WORK INSTRUCTION:
Please transcribe exactly, and only, the lines of the data below between the line holding "if let Some(root)" and the line holding "server.serve(bound, request_logger, shutdown_signal()).await", inclusive.

DATA:
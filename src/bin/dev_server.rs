use clap::Parser;
use colored::*;
use earth_saver_devtools::app::report;
use earth_saver_devtools::config::cli::ServerArgs;
use earth_saver_devtools::core::server::{RequestLogEntry, RequestLogger};
use earth_saver_devtools::domain::ports::SystemBrowser;
use earth_saver_devtools::utils::{logger, validation::Validate};
use earth_saver_devtools::{DevServer, DevToolsConfig, DevToolsError};
use std::sync::Arc;

fn exit_with(e: DevToolsError) -> ! {
    tracing::error!(
        "❌ Startup failed: {} (Category: {:?}, Severity: {:?})",
        e,
        e.category(),
        e.severity()
    );
    eprintln!("\n❌ {}", e.user_friendly_message().red());
    eprintln!("   {}", e.recovery_suggestion());
    std::process::exit(e.exit_code());
}

async fn shutdown_signal() {
    if let Err(e) = tokio::signal::ctrl_c().await {
        tracing::error!("Failed to listen for Ctrl+C: {}", e);
        std::future::pending::<()>().await;
    }
}

#[tokio::main]
async fn main() -> anyhow::Result<()> {
    let args = ServerArgs::parse();

    // 初始化日誌
    logger::init_cli_logger(args.verbose);

    let mut config = match DevToolsConfig::load(args.config.as_deref(), args.root.as_deref()) {
        Ok(config) => config,
        Err(e) => exit_with(e),
    };
    args.apply_to(&mut config);

    if let Err(e) = config.validate() {
        exit_with(e);
    }

    // 切換到專案根目錄，之後一律以目前目錄提供檔案
    if let Some(root) = config.server.project_root.take() {
        if let Err(e) = std::env::set_current_dir(&root) {
            exit_with(DevToolsError::ConfigError {
                message: format!("cannot enter project root {}: {}", root.display(), e),
            });
        }
    }
    let project_dir = std::env::current_dir()?;

    println!("\n🎮 {}", "Earth Saver Game Server Starting...".green());

    let mut server = DevServer::new(config.server.clone());

    let checklist = match server.check_files() {
        Ok(checklist) => checklist,
        Err(e) => exit_with(e),
    };
    println!("{}", report::render_file_checklist(&checklist));

    let selection = match server.select_port() {
        Ok(selection) => selection,
        Err(e) => exit_with(e),
    };
    if let Some(note) = report::render_port_selection(&selection, config.server.port) {
        println!("{}", note.yellow());
    }

    println!(
        "{}",
        report::render_startup_banner(&config.server, selection.port, &project_dir)
    );

    let bound = match server.bind(selection.port).await {
        Ok(bound) => bound,
        Err(e) => exit_with(e),
    };

    let game_url = config.server.game_url(bound.port());
    println!("\n🚀 Server started successfully!");
    println!("🌐 Serving at: {}", game_url.green());

    let _browser = server.schedule_browser(&bound, Arc::new(SystemBrowser), |url, result| {
        println!("{}", report::render_browser_result(url, result));
    });

    println!("\n📡 Server is ready! Listening for requests...");
    println!("   (Server logs will appear below)\n");

    let request_logger: RequestLogger = Arc::new(|entry: &RequestLogEntry| {
        println!("{}", report::render_request(entry));
    });

    if let Err(e) = server.serve(bound, request_logger, shutdown_signal()).await {
        exit_with(e);
    }

    println!("\n\n🛑 {}", "Server stopped by user (Ctrl+C)".yellow());
    println!("👋 Thanks for saving the Earth! 🌍");

    Ok(())
}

EXERCISE RESULT:
    if let Some(root) = config.server.project_root.take() {
        if let Err(e) = std::env::set_current_dir(&root) {
            exit_with(DevToolsError::ConfigError {
                message: format!("cannot enter project root {}: {}", root.display(), e),
            });
        }
    }
    let project_dir = std::env::current_dir()?;

    println!("\n🎮 {}", "Earth Saver Game Server Starting...".green());

    let mut server = DevServer::new(config.server.clone());

    let checklist = match server.check_files() {
        Ok(checklist) => checklist,
        Err(e) => exit_with(e),
    };
    println!("{}", report::render_file_checklist(&checklist));

    let selection = match server.select_port() {
        Ok(selection) => selection,
        Err(e) => exit_with(e),
    };
    if let Some(note) = report::render_port_selection(&selection, config.server.port) {
        println!("{}", note.yellow());
    }

    println!(
        "{}",
        report::render_startup_banner(&config.server, selection.port, &project_dir)
    );

    let bound = match server.bind(selection.port).await {
        Ok(bound) => bound,
        Err(e) => exit_with(e),
    };

    let game_url = config.server.game_url(bound.port());
    println!("\n🚀 Server started successfully!");
    println!("🌐 Serving at: {}", game_url.green());

    let _browser = server.schedule_browser(&bound, Arc::new(SystemBrowser), |url, result| {
        println!("{}", report::render_browser_result(url, result));
    });

    println!("\n📡 Server is ready! Listening for requests...");
    println!("   (Server logs will appear below)\n");

    let request_logger: RequestLogger = Arc::new(|entry: &RequestLogEntry| {
        println!("{}", report::render_request(entry));
    });

    if let Err(e) = server.serve(bound, request_logger, shutdown_signal()).await {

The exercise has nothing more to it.